Records contained in a dataset:
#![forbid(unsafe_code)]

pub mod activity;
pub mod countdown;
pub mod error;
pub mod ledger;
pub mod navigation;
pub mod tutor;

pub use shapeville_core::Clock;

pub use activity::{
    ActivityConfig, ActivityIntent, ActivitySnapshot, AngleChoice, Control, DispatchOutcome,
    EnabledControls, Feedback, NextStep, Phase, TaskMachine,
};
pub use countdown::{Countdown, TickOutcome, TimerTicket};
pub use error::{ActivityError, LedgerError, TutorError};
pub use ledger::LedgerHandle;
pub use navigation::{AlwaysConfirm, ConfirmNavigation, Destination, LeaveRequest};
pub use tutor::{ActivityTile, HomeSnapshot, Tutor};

...

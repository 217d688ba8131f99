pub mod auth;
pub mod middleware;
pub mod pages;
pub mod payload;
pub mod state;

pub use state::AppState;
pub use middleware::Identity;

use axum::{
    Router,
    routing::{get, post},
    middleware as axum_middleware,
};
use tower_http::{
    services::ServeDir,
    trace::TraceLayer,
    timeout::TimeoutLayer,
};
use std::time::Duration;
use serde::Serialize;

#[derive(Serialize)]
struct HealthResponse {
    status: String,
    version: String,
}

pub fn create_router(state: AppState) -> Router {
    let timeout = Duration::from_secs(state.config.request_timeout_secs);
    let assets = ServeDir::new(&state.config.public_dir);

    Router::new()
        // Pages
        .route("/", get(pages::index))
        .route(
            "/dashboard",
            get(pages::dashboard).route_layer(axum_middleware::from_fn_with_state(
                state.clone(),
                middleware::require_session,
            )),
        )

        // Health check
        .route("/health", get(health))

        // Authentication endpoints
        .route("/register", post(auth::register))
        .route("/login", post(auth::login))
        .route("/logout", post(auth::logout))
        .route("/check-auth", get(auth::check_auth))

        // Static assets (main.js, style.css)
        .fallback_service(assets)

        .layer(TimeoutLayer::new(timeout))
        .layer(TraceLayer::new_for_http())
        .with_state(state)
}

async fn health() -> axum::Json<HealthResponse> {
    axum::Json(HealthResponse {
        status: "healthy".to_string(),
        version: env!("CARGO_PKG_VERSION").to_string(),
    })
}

Activity:
Pull every line with the word "Json" from the data.

Output below:
async fn health() -> axum::Json<HealthResponse> {
    axum::Json(HealthResponse {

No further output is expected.